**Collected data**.

____________

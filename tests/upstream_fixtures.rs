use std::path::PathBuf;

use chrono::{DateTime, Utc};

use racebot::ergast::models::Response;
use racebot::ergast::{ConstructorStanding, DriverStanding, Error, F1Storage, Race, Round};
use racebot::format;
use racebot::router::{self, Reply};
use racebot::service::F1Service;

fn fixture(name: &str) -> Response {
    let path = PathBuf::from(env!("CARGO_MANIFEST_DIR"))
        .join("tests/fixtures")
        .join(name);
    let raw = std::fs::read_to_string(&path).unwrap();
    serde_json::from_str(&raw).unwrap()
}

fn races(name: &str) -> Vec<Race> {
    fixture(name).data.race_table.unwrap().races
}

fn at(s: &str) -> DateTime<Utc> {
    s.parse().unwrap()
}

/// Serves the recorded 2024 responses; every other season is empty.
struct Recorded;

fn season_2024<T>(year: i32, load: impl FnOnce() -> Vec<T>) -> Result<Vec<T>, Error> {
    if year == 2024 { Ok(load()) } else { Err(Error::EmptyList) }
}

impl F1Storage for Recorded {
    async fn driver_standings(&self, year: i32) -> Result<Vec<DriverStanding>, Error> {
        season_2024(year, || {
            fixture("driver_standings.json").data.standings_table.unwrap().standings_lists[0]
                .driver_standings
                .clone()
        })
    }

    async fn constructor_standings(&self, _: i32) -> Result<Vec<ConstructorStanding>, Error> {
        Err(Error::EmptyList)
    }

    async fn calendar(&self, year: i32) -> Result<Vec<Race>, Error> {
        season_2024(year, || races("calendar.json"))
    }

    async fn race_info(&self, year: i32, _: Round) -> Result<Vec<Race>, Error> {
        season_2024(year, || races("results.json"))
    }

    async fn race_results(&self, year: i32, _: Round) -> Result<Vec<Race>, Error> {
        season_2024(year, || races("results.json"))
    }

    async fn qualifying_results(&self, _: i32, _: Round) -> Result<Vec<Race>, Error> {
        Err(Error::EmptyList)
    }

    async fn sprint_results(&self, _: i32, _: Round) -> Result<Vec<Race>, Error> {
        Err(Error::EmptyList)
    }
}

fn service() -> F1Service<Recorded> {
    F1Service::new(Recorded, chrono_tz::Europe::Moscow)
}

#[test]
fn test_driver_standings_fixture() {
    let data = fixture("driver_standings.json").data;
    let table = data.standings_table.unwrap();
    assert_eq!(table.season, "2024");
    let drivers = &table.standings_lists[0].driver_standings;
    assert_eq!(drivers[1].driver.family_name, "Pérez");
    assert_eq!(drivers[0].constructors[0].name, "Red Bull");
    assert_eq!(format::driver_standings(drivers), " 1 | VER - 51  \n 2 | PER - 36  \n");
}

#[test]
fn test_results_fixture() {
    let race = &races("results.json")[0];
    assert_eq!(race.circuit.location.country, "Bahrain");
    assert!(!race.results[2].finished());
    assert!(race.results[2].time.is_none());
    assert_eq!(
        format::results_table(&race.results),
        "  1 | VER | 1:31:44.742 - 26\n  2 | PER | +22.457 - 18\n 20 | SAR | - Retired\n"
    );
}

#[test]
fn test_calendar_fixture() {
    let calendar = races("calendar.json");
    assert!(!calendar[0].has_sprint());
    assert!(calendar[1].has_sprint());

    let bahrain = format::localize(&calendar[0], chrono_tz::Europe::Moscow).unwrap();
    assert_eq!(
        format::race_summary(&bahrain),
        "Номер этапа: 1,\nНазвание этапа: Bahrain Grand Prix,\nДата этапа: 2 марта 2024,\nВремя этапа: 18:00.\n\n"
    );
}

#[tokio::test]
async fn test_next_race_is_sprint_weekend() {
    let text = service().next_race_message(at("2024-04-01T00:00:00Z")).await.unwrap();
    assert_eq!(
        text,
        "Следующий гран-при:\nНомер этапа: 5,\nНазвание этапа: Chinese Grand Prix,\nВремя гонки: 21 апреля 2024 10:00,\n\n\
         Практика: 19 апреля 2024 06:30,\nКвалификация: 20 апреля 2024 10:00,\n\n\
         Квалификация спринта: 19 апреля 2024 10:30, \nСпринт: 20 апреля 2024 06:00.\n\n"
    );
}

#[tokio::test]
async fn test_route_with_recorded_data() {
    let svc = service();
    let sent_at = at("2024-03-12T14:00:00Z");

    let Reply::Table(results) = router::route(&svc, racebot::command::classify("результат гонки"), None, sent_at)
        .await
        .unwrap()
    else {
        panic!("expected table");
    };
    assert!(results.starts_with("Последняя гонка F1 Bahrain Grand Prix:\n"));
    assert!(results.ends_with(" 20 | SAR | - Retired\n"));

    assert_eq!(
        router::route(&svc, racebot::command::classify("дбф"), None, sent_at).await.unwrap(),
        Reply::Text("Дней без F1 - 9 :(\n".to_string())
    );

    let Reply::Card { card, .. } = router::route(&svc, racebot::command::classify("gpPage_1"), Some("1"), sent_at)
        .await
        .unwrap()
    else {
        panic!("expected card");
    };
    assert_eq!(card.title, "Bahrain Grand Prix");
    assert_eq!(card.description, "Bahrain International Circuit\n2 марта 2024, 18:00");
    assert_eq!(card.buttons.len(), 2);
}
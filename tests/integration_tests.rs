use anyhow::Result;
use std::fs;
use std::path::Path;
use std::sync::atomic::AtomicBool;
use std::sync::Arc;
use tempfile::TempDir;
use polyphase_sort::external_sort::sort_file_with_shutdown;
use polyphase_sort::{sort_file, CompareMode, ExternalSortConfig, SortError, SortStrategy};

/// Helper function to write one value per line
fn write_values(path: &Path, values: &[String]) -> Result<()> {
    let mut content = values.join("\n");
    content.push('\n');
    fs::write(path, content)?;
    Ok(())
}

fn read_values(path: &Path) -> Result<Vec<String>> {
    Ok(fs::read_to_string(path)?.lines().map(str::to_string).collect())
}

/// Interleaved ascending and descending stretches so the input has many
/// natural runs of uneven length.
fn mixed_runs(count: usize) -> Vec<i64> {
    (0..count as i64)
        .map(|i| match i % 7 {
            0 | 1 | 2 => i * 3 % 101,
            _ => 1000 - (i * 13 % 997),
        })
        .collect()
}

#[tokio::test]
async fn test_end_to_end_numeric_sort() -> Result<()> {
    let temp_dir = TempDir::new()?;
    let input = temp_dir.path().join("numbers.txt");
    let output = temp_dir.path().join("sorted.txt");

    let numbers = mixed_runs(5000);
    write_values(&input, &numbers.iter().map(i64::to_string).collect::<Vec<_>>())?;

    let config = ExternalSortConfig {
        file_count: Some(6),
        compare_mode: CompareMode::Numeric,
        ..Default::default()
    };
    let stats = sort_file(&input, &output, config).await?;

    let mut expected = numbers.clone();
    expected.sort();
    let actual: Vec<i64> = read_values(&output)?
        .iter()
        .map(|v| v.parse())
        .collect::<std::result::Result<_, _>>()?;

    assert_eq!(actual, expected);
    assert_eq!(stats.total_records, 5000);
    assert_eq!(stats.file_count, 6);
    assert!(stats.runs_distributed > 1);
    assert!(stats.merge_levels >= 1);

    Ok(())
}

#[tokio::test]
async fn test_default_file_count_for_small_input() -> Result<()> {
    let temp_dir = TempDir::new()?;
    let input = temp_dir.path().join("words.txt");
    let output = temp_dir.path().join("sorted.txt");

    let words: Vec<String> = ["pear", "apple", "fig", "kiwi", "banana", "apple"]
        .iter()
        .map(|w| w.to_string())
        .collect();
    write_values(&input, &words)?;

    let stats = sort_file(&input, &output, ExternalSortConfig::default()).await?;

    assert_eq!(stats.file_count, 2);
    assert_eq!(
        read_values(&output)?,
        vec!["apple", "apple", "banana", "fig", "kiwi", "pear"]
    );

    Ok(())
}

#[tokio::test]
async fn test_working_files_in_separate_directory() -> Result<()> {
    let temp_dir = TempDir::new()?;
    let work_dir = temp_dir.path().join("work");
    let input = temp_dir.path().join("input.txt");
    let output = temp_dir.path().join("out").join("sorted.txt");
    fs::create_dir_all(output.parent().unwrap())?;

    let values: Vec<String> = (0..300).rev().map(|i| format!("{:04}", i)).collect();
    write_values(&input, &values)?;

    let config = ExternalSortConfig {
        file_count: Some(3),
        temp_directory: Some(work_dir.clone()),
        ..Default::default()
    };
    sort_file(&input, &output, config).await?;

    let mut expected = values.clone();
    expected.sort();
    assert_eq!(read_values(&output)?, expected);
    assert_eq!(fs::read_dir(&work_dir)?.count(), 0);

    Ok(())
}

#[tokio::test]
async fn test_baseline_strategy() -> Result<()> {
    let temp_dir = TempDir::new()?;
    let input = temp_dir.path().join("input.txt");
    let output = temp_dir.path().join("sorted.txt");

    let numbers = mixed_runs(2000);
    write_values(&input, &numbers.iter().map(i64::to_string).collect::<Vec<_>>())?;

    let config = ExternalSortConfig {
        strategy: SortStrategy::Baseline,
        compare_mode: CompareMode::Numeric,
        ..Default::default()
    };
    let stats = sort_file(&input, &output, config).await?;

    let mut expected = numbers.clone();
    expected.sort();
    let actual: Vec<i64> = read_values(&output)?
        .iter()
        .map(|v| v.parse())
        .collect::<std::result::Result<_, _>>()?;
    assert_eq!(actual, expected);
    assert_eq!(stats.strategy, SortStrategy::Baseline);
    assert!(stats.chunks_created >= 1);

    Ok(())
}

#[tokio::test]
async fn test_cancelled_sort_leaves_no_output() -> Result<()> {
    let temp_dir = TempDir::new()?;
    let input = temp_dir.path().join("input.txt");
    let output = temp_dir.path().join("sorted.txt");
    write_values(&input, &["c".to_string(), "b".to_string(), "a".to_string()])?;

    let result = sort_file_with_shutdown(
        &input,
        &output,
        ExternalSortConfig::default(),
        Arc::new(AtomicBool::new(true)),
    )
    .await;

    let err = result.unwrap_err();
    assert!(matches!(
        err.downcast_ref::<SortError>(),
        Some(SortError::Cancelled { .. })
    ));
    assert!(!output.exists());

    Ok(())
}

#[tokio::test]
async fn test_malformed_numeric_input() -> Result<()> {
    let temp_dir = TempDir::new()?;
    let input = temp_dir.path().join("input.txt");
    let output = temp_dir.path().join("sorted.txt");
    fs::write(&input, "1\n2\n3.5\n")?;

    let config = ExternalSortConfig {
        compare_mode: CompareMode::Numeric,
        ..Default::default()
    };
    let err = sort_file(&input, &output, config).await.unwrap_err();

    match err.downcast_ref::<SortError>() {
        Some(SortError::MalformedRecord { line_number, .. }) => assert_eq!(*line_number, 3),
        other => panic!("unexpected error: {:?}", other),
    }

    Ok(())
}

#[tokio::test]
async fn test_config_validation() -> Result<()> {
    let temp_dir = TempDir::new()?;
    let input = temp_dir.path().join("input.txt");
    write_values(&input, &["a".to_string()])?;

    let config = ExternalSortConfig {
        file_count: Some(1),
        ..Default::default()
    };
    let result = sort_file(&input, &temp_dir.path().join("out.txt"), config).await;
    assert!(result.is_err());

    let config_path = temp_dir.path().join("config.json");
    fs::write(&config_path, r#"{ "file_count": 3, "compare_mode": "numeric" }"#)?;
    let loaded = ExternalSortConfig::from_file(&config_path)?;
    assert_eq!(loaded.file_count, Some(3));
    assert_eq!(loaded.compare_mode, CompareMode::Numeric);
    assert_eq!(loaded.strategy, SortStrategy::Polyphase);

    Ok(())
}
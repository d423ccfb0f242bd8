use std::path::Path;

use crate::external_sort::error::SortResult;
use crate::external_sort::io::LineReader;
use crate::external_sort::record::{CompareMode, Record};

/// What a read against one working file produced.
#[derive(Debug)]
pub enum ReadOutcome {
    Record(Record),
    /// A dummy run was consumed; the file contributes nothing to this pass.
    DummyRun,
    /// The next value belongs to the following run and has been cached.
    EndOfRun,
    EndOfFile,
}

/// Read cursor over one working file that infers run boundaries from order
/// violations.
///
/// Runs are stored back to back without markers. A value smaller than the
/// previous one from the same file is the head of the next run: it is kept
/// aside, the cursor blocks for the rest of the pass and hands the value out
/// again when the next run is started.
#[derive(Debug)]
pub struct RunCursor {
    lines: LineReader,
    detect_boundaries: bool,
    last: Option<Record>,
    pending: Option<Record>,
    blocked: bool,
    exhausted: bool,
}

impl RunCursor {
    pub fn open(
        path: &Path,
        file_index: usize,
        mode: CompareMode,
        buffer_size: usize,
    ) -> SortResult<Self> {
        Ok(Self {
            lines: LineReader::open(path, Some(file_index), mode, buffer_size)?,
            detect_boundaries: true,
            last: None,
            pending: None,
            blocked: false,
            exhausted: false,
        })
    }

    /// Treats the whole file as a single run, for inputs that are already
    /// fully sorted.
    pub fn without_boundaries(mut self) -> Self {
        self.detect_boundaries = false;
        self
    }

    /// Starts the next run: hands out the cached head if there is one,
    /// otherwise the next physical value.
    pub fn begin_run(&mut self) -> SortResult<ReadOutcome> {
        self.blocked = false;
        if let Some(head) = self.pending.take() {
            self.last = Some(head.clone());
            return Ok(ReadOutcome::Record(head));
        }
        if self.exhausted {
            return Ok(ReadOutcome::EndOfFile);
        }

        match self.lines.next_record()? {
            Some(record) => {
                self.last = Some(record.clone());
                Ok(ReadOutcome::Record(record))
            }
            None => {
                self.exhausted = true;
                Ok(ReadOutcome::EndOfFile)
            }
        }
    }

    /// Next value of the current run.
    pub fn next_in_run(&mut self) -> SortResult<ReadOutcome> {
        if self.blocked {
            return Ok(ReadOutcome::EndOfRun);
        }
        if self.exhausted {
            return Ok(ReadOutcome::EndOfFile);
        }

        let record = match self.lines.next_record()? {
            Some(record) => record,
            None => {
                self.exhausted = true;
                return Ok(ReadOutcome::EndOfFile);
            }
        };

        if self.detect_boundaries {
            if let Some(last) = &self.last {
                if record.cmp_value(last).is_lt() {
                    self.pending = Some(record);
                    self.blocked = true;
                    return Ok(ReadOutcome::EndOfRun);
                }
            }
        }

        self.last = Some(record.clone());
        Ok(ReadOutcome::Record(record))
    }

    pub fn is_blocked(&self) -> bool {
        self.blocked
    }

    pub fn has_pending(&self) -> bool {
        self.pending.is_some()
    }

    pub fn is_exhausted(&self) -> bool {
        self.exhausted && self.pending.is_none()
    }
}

____________

**What this task involves**. Look through the records above and please copy every line in which the string "nВремя" occurs.

**Problem solution**.
        "Номер этапа: 1,\nНазвание этапа: Bahrain Grand Prix,\nДата этапа: 2 марта 2024,\nВремя этапа: 18:00.\n\n"
        "Следующий гран-при:\nНомер этапа: 5,\nНазвание этапа: Chinese Grand Prix,\nВремя гонки: 21 апреля 2024 10:00,\n\n\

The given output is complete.